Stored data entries
◇ ◇ ◇ ◇ ◇
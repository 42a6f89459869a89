//! Chromosome dictionary, loaded from the on-disk B+ tree.
//!
//! The tree is walked once, eagerly, while the file's metadata region is in
//! memory; afterwards every lookup is a plain map access. Page keys guide
//! only the on-disk layout and are never consulted again.

use std::collections::HashMap;

use crate::cursor::ByteCursor;
use crate::error::{FormatError, Result};
use crate::record::ChromAliases;

use super::CHROM_TREE_MAGIC;

/// One chromosome known to the file.
#[derive(Clone, Debug, PartialEq, Eq)]
pub struct ChromInfo {
    /// Canonical name (after alias resolution, if any)
    pub name: String,
    /// Dense id assigned by file construction order
    pub id: u32,
    /// Chromosome length in bases
    pub length: u32,
}

/// Bidirectional chromosome name <-> id dictionary.
///
/// When an alias resolver is supplied, both the on-disk spelling and the
/// canonical spelling resolve to the id, so callers may query with either.
#[derive(Clone, Debug, Default)]
pub struct ChromDict {
    infos: Vec<ChromInfo>,
    by_name: HashMap<String, u32>,
    index_of: HashMap<u32, usize>,
}

impl ChromDict {
    /// Parses the B+ tree rooted at the cursor's current position.
    ///
    /// `region_start` is the file offset the cursor's buffer begins at;
    /// child page offsets on disk are absolute and are translated through it.
    pub(crate) fn read(
        cursor: &mut ByteCursor<'_>,
        region_start: u64,
        aliases: Option<&dyn ChromAliases>,
    ) -> Result<Self> {
        let magic = cursor.read_u32()?;
        if magic != CHROM_TREE_MAGIC {
            return Err(FormatError::ChromTreeMagic(magic).into());
        }
        let _block_size = cursor.read_u32()?;
        let key_size = cursor.read_u32()? as usize;
        let _val_size = cursor.read_u32()?;
        let _item_count = cursor.read_u64()?;
        let _reserved = cursor.read_u64()?;

        let mut dict = Self::default();
        dict.read_page(cursor, key_size, region_start, aliases)?;
        Ok(dict)
    }

    fn read_page(
        &mut self,
        cursor: &mut ByteCursor<'_>,
        key_size: usize,
        region_start: u64,
        aliases: Option<&dyn ChromAliases>,
    ) -> Result<()> {
        let kind = cursor.read_u8()?;
        let _reserved = cursor.read_u8()?;
        let count = cursor.read_u16()?;

        if kind == 1 {
            for _ in 0..count {
                let raw = cursor.read_key(key_size)?;
                let id = cursor.read_u32()?;
                let length = cursor.read_u32()?;
                self.insert(raw, id, length, aliases);
            }
        } else {
            for _ in 0..count {
                let _key = cursor.read_key(key_size)?;
                let child_offset = cursor.read_u64()?;
                let resume = cursor.position();
                cursor.set_position(super::region_position(child_offset, region_start)?);
                self.read_page(cursor, key_size, region_start, aliases)?;
                cursor.set_position(resume);
            }
        }
        Ok(())
    }

    fn insert(&mut self, raw: String, id: u32, length: u32, aliases: Option<&dyn ChromAliases>) {
        let name = match aliases {
            Some(resolver) => resolver.canonical_name(&raw),
            None => raw.clone(),
        };
        self.by_name.insert(raw, id);
        self.by_name.insert(name.clone(), id);
        self.index_of.insert(id, self.infos.len());
        self.infos.push(ChromInfo { name, id, length });
    }

    /// Resolves a chromosome name (on-disk or canonical) to its id.
    #[must_use]
    pub fn id(&self, name: &str) -> Option<u32> {
        self.by_name.get(name).copied()
    }

    /// Canonical name for an id.
    #[must_use]
    pub fn name(&self, id: u32) -> Option<&str> {
        self.index_of
            .get(&id)
            .map(|&idx| self.infos[idx].name.as_str())
    }

    /// Chromosome length for an id.
    #[must_use]
    pub fn length(&self, id: u32) -> Option<u32> {
        self.index_of.get(&id).map(|&idx| self.infos[idx].length)
    }

    /// Chromosomes in file construction order.
    pub fn iter(&self) -> impl Iterator<Item = &ChromInfo> {
        self.infos.iter()
    }

    #[must_use]
    pub fn len(&self) -> usize {
        self.infos.len()
    }

    #[must_use]
    pub fn is_empty(&self) -> bool {
        self.infos.is_empty()
    }
}

#[cfg(test)]
mod tests {
    use byteorder::{LittleEndian, WriteBytesExt};

    use super::*;

    const KEY_SIZE: usize = 6;

    fn write_key(buf: &mut Vec<u8>, name: &str) {
        let mut bytes = name.as_bytes().to_vec();
        bytes.resize(KEY_SIZE, 0);
        buf.extend_from_slice(&bytes);
    }

    fn tree_header(buf: &mut Vec<u8>, item_count: u64) {
        buf.write_u32::<LittleEndian>(CHROM_TREE_MAGIC).unwrap();
        buf.write_u32::<LittleEndian>(4).unwrap(); // block size
        buf.write_u32::<LittleEndian>(KEY_SIZE as u32).unwrap();
        buf.write_u32::<LittleEndian>(8).unwrap(); // val size
        buf.write_u64::<LittleEndian>(item_count).unwrap();
        buf.write_u64::<LittleEndian>(0).unwrap(); // reserved
    }

    fn leaf_page(buf: &mut Vec<u8>, entries: &[(&str, u32, u32)]) {
        buf.write_u8(1).unwrap();
        buf.write_u8(0).unwrap();
        buf.write_u16::<LittleEndian>(entries.len() as u16).unwrap();
        for (name, id, length) in entries {
            write_key(buf, name);
            buf.write_u32::<LittleEndian>(*id).unwrap();
            buf.write_u32::<LittleEndian>(*length).unwrap();
        }
    }

    fn single_leaf_tree(entries: &[(&str, u32, u32)]) -> Vec<u8> {
        let mut buf = Vec::new();
        tree_header(&mut buf, entries.len() as u64);
        leaf_page(&mut buf, entries);
        buf
    }

    #[test]
    fn test_round_trip_names_and_ids() {
        let entries = [("ctgA", 0, 50_001), ("ctgB", 1, 6_079), ("ctgC", 2, 42)];
        let buf = single_leaf_tree(&entries);
        let mut cursor = ByteCursor::new(&buf, true);
        let dict = ChromDict::read(&mut cursor, 0, None).unwrap();

        assert_eq!(dict.len(), 3);
        for (name, id, length) in entries {
            assert_eq!(dict.id(name), Some(id));
            assert_eq!(dict.name(id), Some(name));
            assert_eq!(dict.length(id), Some(length));
        }
        assert_eq!(dict.id("ctgZ"), None);
        assert_eq!(dict.name(9), None);
    }

    #[test]
    fn test_internal_pages_are_followed() {
        // header + internal page with two children, offsets absolute
        // relative to a region starting at file offset 1000
        let region_start = 1000u64;
        let mut buf = Vec::new();
        tree_header(&mut buf, 3);

        let internal_at = buf.len();
        // internal page: type 0, 2 children, each KEY_SIZE + 8 bytes
        let internal_size = 4 + 2 * (KEY_SIZE + 8);
        let child1_at = internal_at + internal_size;
        let child1_size = 4 + 2 * (KEY_SIZE + 8); // 2 leaf entries
        let child2_at = child1_at + child1_size;

        buf.write_u8(0).unwrap();
        buf.write_u8(0).unwrap();
        buf.write_u16::<LittleEndian>(2).unwrap();
        write_key(&mut buf, "ctgA");
        buf.write_u64::<LittleEndian>(region_start + child1_at as u64)
            .unwrap();
        write_key(&mut buf, "ctgC");
        buf.write_u64::<LittleEndian>(region_start + child2_at as u64)
            .unwrap();

        leaf_page(&mut buf, &[("ctgA", 0, 100), ("ctgB", 1, 200)]);
        leaf_page(&mut buf, &[("ctgC", 2, 300)]);

        let mut cursor = ByteCursor::new(&buf, true);
        let dict = ChromDict::read(&mut cursor, region_start, None).unwrap();

        assert_eq!(dict.len(), 3);
        assert_eq!(dict.id("ctgB"), Some(1));
        assert_eq!(dict.name(2), Some("ctgC"));
    }

    #[test]
    fn test_alias_resolution_keeps_both_names() {
        struct AddChrPrefix;
        impl ChromAliases for AddChrPrefix {
            fn canonical_name(&self, name: &str) -> String {
                format!("chr{name}")
            }
        }

        let buf = single_leaf_tree(&[("1", 0, 1_000)]);
        let mut cursor = ByteCursor::new(&buf, true);
        let dict = ChromDict::read(&mut cursor, 0, Some(&AddChrPrefix)).unwrap();

        assert_eq!(dict.id("1"), Some(0));
        assert_eq!(dict.id("chr1"), Some(0));
        assert_eq!(dict.name(0), Some("chr1"));
    }

    #[test]
    fn test_bad_magic_is_a_format_error() {
        let mut buf = single_leaf_tree(&[("ctgA", 0, 10)]);
        buf[0] = 0xFF;
        let mut cursor = ByteCursor::new(&buf, true);
        assert!(ChromDict::read(&mut cursor, 0, None).is_err());
    }
}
◇ ◇ ◇ ◇ ◇
__PROBLEM TO WORK ON__. Please transcribe only the lines in the records above running from the line that has "tree_header(&mut buf, entries.len()" through the line that has "file offset 1000", both included, exactly as they appear.

__TASK RESPONSE__.
        tree_header(&mut buf, entries.len() as u64);
        leaf_page(&mut buf, entries);
        buf
    }

    #[test]
    fn test_round_trip_names_and_ids() {
        let entries = [("ctgA", 0, 50_001), ("ctgB", 1, 6_079), ("ctgC", 2, 42)];
        let buf = single_leaf_tree(&entries);
        let mut cursor = ByteCursor::new(&buf, true);
        let dict = ChromDict::read(&mut cursor, 0, None).unwrap();

        assert_eq!(dict.len(), 3);
        for (name, id, length) in entries {
            assert_eq!(dict.id(name), Some(id));
            assert_eq!(dict.name(id), Some(name));
            assert_eq!(dict.length(id), Some(length));
        }
        assert_eq!(dict.id("ctgZ"), None);
        assert_eq!(dict.name(9), None);
    }

    #[test]
    fn test_internal_pages_are_followed() {
        // header + internal page with two children, offsets absolute
        // relative to a region starting at file offset 1000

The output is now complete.